The task: Your task is to copy every record exactly.

*** Supplied records Section Begins ***

//! The complete scene: all three buildings and the floor in one graph.
//!
//! Only one building is drawn at a time, always together with the floor.
//! The shared cube is uploaded once; each building shows it with its own
//! texture through the leaf override.

use std::rc::Rc;

use cgmath::Matrix4;

use crate::{
    config::Config,
    data_structures::{
        model::{GeometryFactory, Mesh},
        scene_graph::{Leaf, NodeId, SceneGraph, StructuralError},
    },
    models::{self, BuildError, Building},
    resources::{AssetError, shapes},
};

/// Texture repeats across the floor quad.
pub const FLOOR_TEXTURE_REPEAT: f32 = 5.0;

pub struct Scene<G> {
    pub graph: SceneGraph<G>,
    towers: [NodeId; 3],
    floor: NodeId,
}

impl<G> Scene<G> {
    pub fn build<F>(factory: &mut F, config: &Config) -> Result<Self, BuildError>
    where
        F: GeometryFactory<Geometry = G>,
    {
        let mut graph = SceneGraph::new();
        let cube = factory.create_geometry("cube", &shapes::cube()?, None)?;
        let mut textured = |building: Building| -> Result<Leaf<G>, AssetError> {
            let texture = factory.load_texture(config.textures.for_building(building))?;
            Ok(Leaf::with_texture(Rc::clone(&cube), texture))
        };
        let willis = textured(Building::WillisTower)?;
        let empire = textured(Building::EmpireState)?;
        let burj = textured(Building::BurjAlArab)?;

        let towers = [
            models::willis::build(&mut graph, &willis)?,
            models::empire::build(&mut graph, &empire)?,
            models::burj::build(&mut graph, factory, &burj, &config.burj_assets())?,
        ];

        let floor_texture = factory.load_texture(&config.textures.floor)?;
        let quad = factory.create_geometry(
            "floor",
            &shapes::quad(FLOOR_TEXTURE_REPEAT)?,
            Some(floor_texture),
        )?;
        let floor = models::floor::build(&mut graph, &Leaf::new(quad))?;

        log::info!("scene built with {} nodes", graph.len());
        Ok(Self {
            graph,
            towers,
            floor,
        })
    }

    pub fn tower(&self, building: Building) -> NodeId {
        match building {
            Building::WillisTower => self.towers[0],
            Building::EmpireState => self.towers[1],
            Building::BurjAlArab => self.towers[2],
        }
    }

    pub fn floor(&self) -> NodeId {
        self.floor
    }

    /// Roots drawn for `building`: the tower first, then the floor.
    pub fn roots(&self, building: Building) -> [NodeId; 2] {
        [self.tower(building), self.floor]
    }

    /// Moves a whole building, e.g. to animate its placement.
    pub fn place(
        &mut self,
        building: Building,
        transform: Matrix4<f32>,
    ) -> Result<(), StructuralError> {
        self.graph.set_local_transform(self.tower(building), transform)
    }
}

impl Scene<Mesh> {
    /// Frees every GPU mesh. Call only after the last frame has been drawn.
    pub fn release(self) {
        for geometry in self.graph.into_geometries() {
            match Rc::try_unwrap(geometry) {
                Ok(mesh) => mesh.release(),
                Err(shared) => log::warn!("{} is still referenced, not releasing it", shared.name),
            }
        }
    }
}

*** Supplied records Section Ends ***

Output of the task:
//! The complete scene: all three buildings and the floor in one graph.
//!
//! Only one building is drawn at a time, always together with the floor.
//! The shared cube is uploaded once; each building shows it with its own
//! texture through the leaf override.

use std::rc::Rc;

use cgmath::Matrix4;

use crate::{
    config::Config,
    data_structures::{
        model::{GeometryFactory, Mesh},
        scene_graph::{Leaf, NodeId, SceneGraph, StructuralError},
    },
    models::{self, BuildError, Building},
    resources::{AssetError, shapes},
};

/// Texture repeats across the floor quad.
pub const FLOOR_TEXTURE_REPEAT: f32 = 5.0;

pub struct Scene<G> {
    pub graph: SceneGraph<G>,
    towers: [NodeId; 3],
    floor: NodeId,
}

impl<G> Scene<G> {
    pub fn build<F>(factory: &mut F, config: &Config) -> Result<Self, BuildError>
    where
        F: GeometryFactory<Geometry = G>,
    {
        let mut graph = SceneGraph::new();
        let cube = factory.create_geometry("cube", &shapes::cube()?, None)?;
        let mut textured = |building: Building| -> Result<Leaf<G>, AssetError> {
            let texture = factory.load_texture(config.textures.for_building(building))?;
            Ok(Leaf::with_texture(Rc::clone(&cube), texture))
        };
        let willis = textured(Building::WillisTower)?;
        let empire = textured(Building::EmpireState)?;
        let burj = textured(Building::BurjAlArab)?;

        let towers = [
            models::willis::build(&mut graph, &willis)?,
            models::empire::build(&mut graph, &empire)?,
            models::burj::build(&mut graph, factory, &burj, &config.burj_assets())?,
        ];

        let floor_texture = factory.load_texture(&config.textures.floor)?;
        let quad = factory.create_geometry(
            "floor",
            &shapes::quad(FLOOR_TEXTURE_REPEAT)?,
            Some(floor_texture),
        )?;
        let floor = models::floor::build(&mut graph, &Leaf::new(quad))?;

        log::info!("scene built with {} nodes", graph.len());
        Ok(Self {
            graph,
            towers,
            floor,
        })
    }

    pub fn tower(&self, building: Building) -> NodeId {
        match building {
            Building::WillisTower => self.towers[0],
            Building::EmpireState => self.towers[1],
            Building::BurjAlArab => self.towers[2],
        }
    }

    pub fn floor(&self) -> NodeId {
        self.floor
    }

    /// Roots drawn for `building`: the tower first, then the floor.
    pub fn roots(&self, building: Building) -> [NodeId; 2] {
        [self.tower(building), self.floor]
    }

    /// Moves a whole building, e.g. to animate its placement.
    pub fn place(
        &mut self,
        building: Building,
        transform: Matrix4<f32>,
    ) -> Result<(), StructuralError> {
        self.graph.set_local_transform(self.tower(building), transform)
    }
}

impl Scene<Mesh> {
    /// Frees every GPU mesh. Call only after the last frame has been drawn.
    pub fn release(self) {
        for geometry in self.graph.into_geometries() {
            match Rc::try_unwrap(geometry) {
                Ok(mesh) => mesh.release(),
                Err(shared) => log::warn!("{} is still referenced, not releasing it", shared.name),
            }
        }
    }
}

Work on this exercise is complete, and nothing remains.